FIG. 16 is a diagram illustrating the fretting position for forming an A diminished chord.

DESCRIPTION OF THE PREFERRED EMBODIMENTS

FIG. 1 illustrates the chording apparatus 10 which is mounted on a guitar 12. The guitar has a neck 14 with a series of frets 16 spaced longitudinally therealong and has six strings generally turned to the notes E, B, G, D, A, and E. The chording apparatus includes a guide 18 mounted on the side of the guitar neck nearest to the player, and a frame 20 which can move along the guide to any fret position on the guitar neck up to the body of the guitar. For any fret position of the frame, the chording apparatus can be used to form two groups of chords in either of two music chord families.

A scale or chart 22 which is mounted on the guide carries sets of key indications, such as the set "E A" which shows through a window 24 in the guide. This indicates that with the frame in the fret position shown, the chording device can be used to form chords in the families E and A. A slide 21 mounted on the frame, can be shifted laterally to change between the two chord families, such as E and A. The slide carries two chording levers 26 and 28 which can be depressed to alter the chords in a given family. Thus, in the position shown in FIG. 1 where no levers are depressed, the apparatus forms the chord A minor. A lateral shift of the slide 21 in the direction of arrow 30 changes the chord to E minor. However, with the device in the A minor position, a change to A major is accomplished by merely depressing lever 26 while a change to A dominant seventh is accomplished by depressing both levers 26 and 28. In a similar manner, for the device in the E minor position, a change to E major or E dominant seventh is accomplished by depressing lever 26 or both levers 26 and 28, respectively.

In order to play a typical song, the musician moves the frame 20 to a fret position which is high or low enough to allow singing of the melody without strain. For example, this may be the fourth fret position such as is shown in FIG. 1, where chords in the families of E and A are formed. Generally, the melody can be successfully accompanied by merely using the E and A chords with an occasional change to the family of D. The latter change is accomplished by moving the frame down by two fret positions which, although it requires a small amount of time, is not excessively burdensome because it occurs only occasionally. The repeated shifts between the various E and A chords is accomplished by pushing laterally on a protuberance 32 which is part of the slide, to laterally shift the slide, and by depressing the levers 26 and 28, all of which can be accomplished quickly and with little effort.

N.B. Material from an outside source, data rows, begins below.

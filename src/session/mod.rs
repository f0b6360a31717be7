//! Datastore-backed sessions
//!
//! A session is a JSON object persisted as a [`SessionRecord`] in a durable
//! [`RecordStorage`], optionally fronted by a [`SessionCache`]. Request code
//! works on a [`SessionData`] working copy obtained from
//! [`store::DatastoreSessionStore`].

use crate::error::Result;
use async_trait::async_trait;
use serde::{Deserialize, Serialize};
use serde_json::{Map, Value};
use sha1::{Digest, Sha1};
use std::sync::atomic::{AtomicU64, Ordering};
use std::sync::Arc;
use std::time::{Duration, SystemTime, UNIX_EPOCH};

pub mod cache;
pub mod data;
pub mod factory;
pub mod manager;
pub mod sqlite;
pub mod storage;
pub mod store;

#[cfg(feature = "redis")]
pub mod redis;

pub use cache::MemorySessionCache;
pub use data::SessionData;
pub use factory::SessionStoreFactory;
pub use manager::{SessionCookie, SessionManager};
pub use sqlite::SqliteRecordStorage;
pub use storage::MemoryRecordStorage;
pub use store::DatastoreSessionStore;

/// Length of every generated session identifier
pub const SESSION_ID_LENGTH: usize = 40;

/// Persisted form of a session
#[derive(Debug, Clone, PartialEq, Serialize, Deserialize)]
pub struct SessionRecord {
    pub session_id: String,
    pub data: Map<String, Value>,
    /// Creation time (Unix seconds), never changed after the first save
    pub created: u64,
}

impl SessionRecord {
    pub fn new(session_id: impl Into<String>, data: Map<String, Value>, created: u64) -> Self {
        Self {
            session_id: session_id.into(),
            data,
            created,
        }
    }

    /// Age in seconds relative to `now`
    pub fn age(&self, now: u64) -> u64 {
        now.saturating_sub(self.created)
    }

    /// True when the record is older than `max_age`
    pub fn is_expired(&self, max_age: Duration, now: u64) -> bool {
        self.age(now) > max_age.as_secs()
    }
}

/// Source of the current time (Unix seconds)
pub trait Clock: Send + Sync {
    fn now(&self) -> u64;
}

/// Wall clock
#[derive(Debug, Clone, Copy, Default)]
pub struct SystemClock;

impl Clock for SystemClock {
    fn now(&self) -> u64 {
        unix_timestamp()
    }
}

/// Clock that only moves when told to
#[derive(Debug, Clone)]
pub struct ManualClock {
    now: Arc<AtomicU64>,
}

impl ManualClock {
    pub fn new(now: u64) -> Self {
        Self {
            now: Arc::new(AtomicU64::new(now)),
        }
    }

    /// Start at the current wall-clock time
    pub fn starting_now() -> Self {
        Self::new(unix_timestamp())
    }

    pub fn advance(&self, by: Duration) {
        self.now.fetch_add(by.as_secs(), Ordering::SeqCst);
    }

    pub fn set(&self, now: u64) {
        self.now.store(now, Ordering::SeqCst);
    }
}

impl Clock for ManualClock {
    fn now(&self) -> u64 {
        self.now.load(Ordering::SeqCst)
    }
}

/// Get current Unix timestamp in seconds
pub fn unix_timestamp() -> u64 {
    SystemTime::now()
        .duration_since(UNIX_EPOCH)
        .unwrap_or_default()
        .as_secs()
}

/// Generate a new session identifier: 40 lowercase hex characters
pub fn generate_session_id() -> String {
    use rand::{thread_rng, RngCore};

    let mut seed = [0u8; 32];
    thread_rng().fill_bytes(&mut seed);

    let nanos = SystemTime::now()
        .duration_since(UNIX_EPOCH)
        .unwrap_or_default()
        .as_nanos();

    let mut hasher = Sha1::new();
    hasher.update(seed);
    hasher.update(nanos.to_le_bytes());
    hasher
        .finalize()
        .iter()
        .map(|b| format!("{:02x}", b))
        .collect()
}

/// Check identifier shape before any lookup
pub fn is_valid_session_id(session_id: &str) -> bool {
    session_id.len() == SESSION_ID_LENGTH
        && session_id.bytes().all(|b| b.is_ascii_alphanumeric())
}

/// Durable session record store
///
/// Implementations are keyed by session identifier and must not change the
/// `created` field of an existing record on `put`.
#[async_trait]
pub trait RecordStorage: Send + Sync {
    async fn get(&self, session_id: &str) -> Result<Option<SessionRecord>>;

    /// Insert or overwrite a record
    async fn put(&self, record: &SessionRecord) -> Result<()>;

    async fn delete(&self, session_id: &str) -> Result<()>;

    /// Delete records created before `created_before` (Unix seconds),
    /// returning the identifiers that were removed
    async fn cleanup_expired(&self, created_before: u64) -> Result<Vec<String>>;

    fn backend_name(&self) -> &'static str;
}

/// Cache placed in front of a [`RecordStorage`]
///
/// Values are serialized [`SessionRecord`]s. Expiration is owned by the cache.
#[async_trait]
pub trait SessionCache: Send + Sync {
    async fn get(&self, session_id: &str) -> Result<Option<String>>;

    async fn set(&self, session_id: &str, value: String, ttl: Duration) -> Result<()>;

    async fn delete(&self, session_id: &str) -> Result<()>;

    fn backend_name(&self) -> &'static str;
}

FIGS. 8 through 13 illustrate the manner of forming chords on the guitar by the chording apparatus. A bar 34 is fixed to the frame depresses all six strings at the same initial fret position. The A minor chord of FIG. 8 is formed by first and second stops 36 and 38. The first stop 36 is positioned on the third and fourth strings (normally tuned to the notes G and D as indicated) at two higher fret positions than the bar. The second stop 38 is positioned on the second string (usually tuned to B) at one higher fret position than the bar. To shift to the E minor chord of FIG. 11, the first stop 36 is shifted laterally by one string to the position 36', while the second stop is lifted. As will be described below, the lateral shift of first stop 36 is accomplished by lateral shifting of the slide, while the lifting and depressing of second stop 38 is accomplished automatically when the slide is shifted.

In order to change from the A minor to the A major chord of FIG. 9, a third stop 40 is depressed, which is accomplished by depressing the first lever 26 (this also causes the second stop 38 to be depressed). To change from the A major to the E major chord of FIG. 12, the slide is shifted laterally while the first lever is held down. This causes the third stop 40 to be lifted, but allows the second stop 38 to remain depressed, at position 38'. A change to the dominant seventh chords of FIGS. 10 and 13 is accomplished by depressing the second lever 28, to lower a fourth stop member 42.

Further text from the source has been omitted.